The first task of Rousseau, after settling the conditions of his compact, is to provide a sovereign power in the state. This he finds in the association of the citizens united, as above described, in a body politic. This sovereign cannot be bound by its own actions or resolves, except in case of an agreement with strangers, for none can make a contract with himself. By the original compact the action of the individual citizens as independent agents was exhausted. They can act henceforth only as parts of the whole. There is no contract possible between one or several of them and the community of which they form a part.[Footnote: In an epitome of the Social Compact, inserted by Rousseau in the fifth book of Émile, he thus defines the terms of that compact. "Each of us puts into a common stock his property, his person, his life and all his power, under the supreme direction of the general will, and we receive as a body each member as an indivisible part of the whole." Oeuvres, v. 254.] The sovereign must not, however, act directly on individuals, for in so doing it would represent a part only of the community acting on another part, and it would thus lose its moral right.
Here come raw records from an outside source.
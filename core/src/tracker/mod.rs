//! Contribution tracking
//!
//! Three independent trackers score participants against tracked bosses:
//!
//! - **Damage**: final damage dealt to the boss, plus who landed the last hit
//! - **Tank**: final damage the boss dealt to each participant
//! - **Support**: harmful effects landed on the boss, attributed through a
//!   short-lived splash cache
//!
//! Every tracker keeps one record per mob identity. A record only exists
//! between `start_tracking` and `stop_tracking`, and events for untracked
//! mobs are ignored.

mod damage;
mod ledger;
mod support;
mod tank;

#[cfg(test)]
mod tracker_tests;

pub use damage::DamageTracker;
pub use ledger::{ContributionLedger, RankedContribution, RankingSnapshot};
pub use support::{ATTRIBUTION_WINDOW_TICKS, SupportTracker, support_score};
pub use tank::TankTracker;

use crate::world::WorldEvent;
use bossfall_types::{ContributionCategory, MobId};

/// Common surface of the three trackers
pub trait ContributionTracker {
    fn category(&self) -> ContributionCategory;

    /// Begin (or restart) tracking a mob with an empty record.
    fn start_tracking(&mut self, mob: MobId);

    fn stop_tracking(&mut self, mob: MobId);

    fn is_tracking(&self, mob: MobId) -> bool;

    fn handle_event(&mut self, event: &WorldEvent);

    /// Ranked copy of a mob's record. Empty for untracked mobs.
    fn build_snapshot(&self, mob: MobId) -> RankingSnapshot;

    fn clear_all(&mut self);
}

/// Snapshots of all three categories for one mob
#[derive(Debug, Clone, PartialEq)]
pub struct CategorySnapshots {
    pub damage: RankingSnapshot,
    pub tank: RankingSnapshot,
    pub support: RankingSnapshot,
}

impl CategorySnapshots {
    pub fn get(&self, category: ContributionCategory) -> &RankingSnapshot {
        match category {
            ContributionCategory::Damage => &self.damage,
            ContributionCategory::Tank => &self.tank,
            ContributionCategory::Support => &self.support,
        }
    }
}

/// The three trackers, driven together
#[derive(Debug, Default)]
pub struct Trackers {
    pub damage: DamageTracker,
    pub tank: TankTracker,
    pub support: SupportTracker,
}

impl Trackers {
    pub fn new() -> Self {
        Self::default()
    }

    fn all_mut(&mut self) -> [&mut dyn ContributionTracker; 3] {
        [&mut self.damage, &mut self.tank, &mut self.support]
    }

    pub fn start_all(&mut self, mob: MobId) {
        for tracker in self.all_mut() {
            tracker.start_tracking(mob);
        }
    }

    pub fn stop_all(&mut self, mob: MobId) {
        for tracker in self.all_mut() {
            tracker.stop_tracking(mob);
        }
    }

    pub fn is_tracking(&self, mob: MobId) -> bool {
        self.damage.is_tracking(mob) || self.tank.is_tracking(mob) || self.support.is_tracking(mob)
    }

    pub fn handle_event(&mut self, event: &WorldEvent) {
        for tracker in self.all_mut() {
            tracker.handle_event(event);
        }
    }

    pub fn snapshots(&self, mob: MobId) -> CategorySnapshots {
        CategorySnapshots {
            damage: self.damage.build_snapshot(mob),
            tank: self.tank.build_snapshot(mob),
            support: self.support.build_snapshot(mob),
        }
    }

    pub fn clear_all(&mut self) {
        for tracker in self.all_mut() {
            tracker.clear_all();
        }
    }
}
It must act in general matters exclusively, by means of general decrees, which only can properly be called laws. "Now the sovereign, being made up only of the individuals which compose it, has and can have no interest opposed to theirs; therefore the sovereign power need not provide its subject with any guarantee, because it is impossible that the body should wish to injure its members," and as the nature of its action is general and not particular, it cannot injure one individual without doing harm to all the others at the same time. "The sovereign, by the very fact of its existence, is always what it ought to be."

The general will is always right and always tends to public utility, says Rousseau, but it does not follow that the decisions of the people are always equally correct. Man always wills his own good, but does not always see it. The people is never corrupt, but often deceived, and in the latter case only does it seem to will what is evil. If there were no parties in the state, the people, if sufficiently informed, would always vote rightly, for the little differences in private interests would balance each other, and the resulting average would be the general will. But through parties and associations this result is prevented. A nation may change its laws when it pleases, even the best of them; for if it likes to hurt itself, who has the right to say it nay?

Sovereignty is inalienable, for power is transmissible, but not will. Sovereignty consists essentially in the general will, and the general will cannot be represented. It is the same, or it is other; there is no intermediate point. The deputies of the people cannot be its representatives; they can only be its agents; they can conclude nothing definitely. Any law that the people has not ratified in its assembly is null; it is not a law. The English nation thinks itself free. It is much mistaken. It is free only during the election of members of Parliament. As soon as these are elected the nation is enslaved; it is nothing. Sovereignty is indivisible, its powers being legislative only, and the executive function of the state being but its emanation.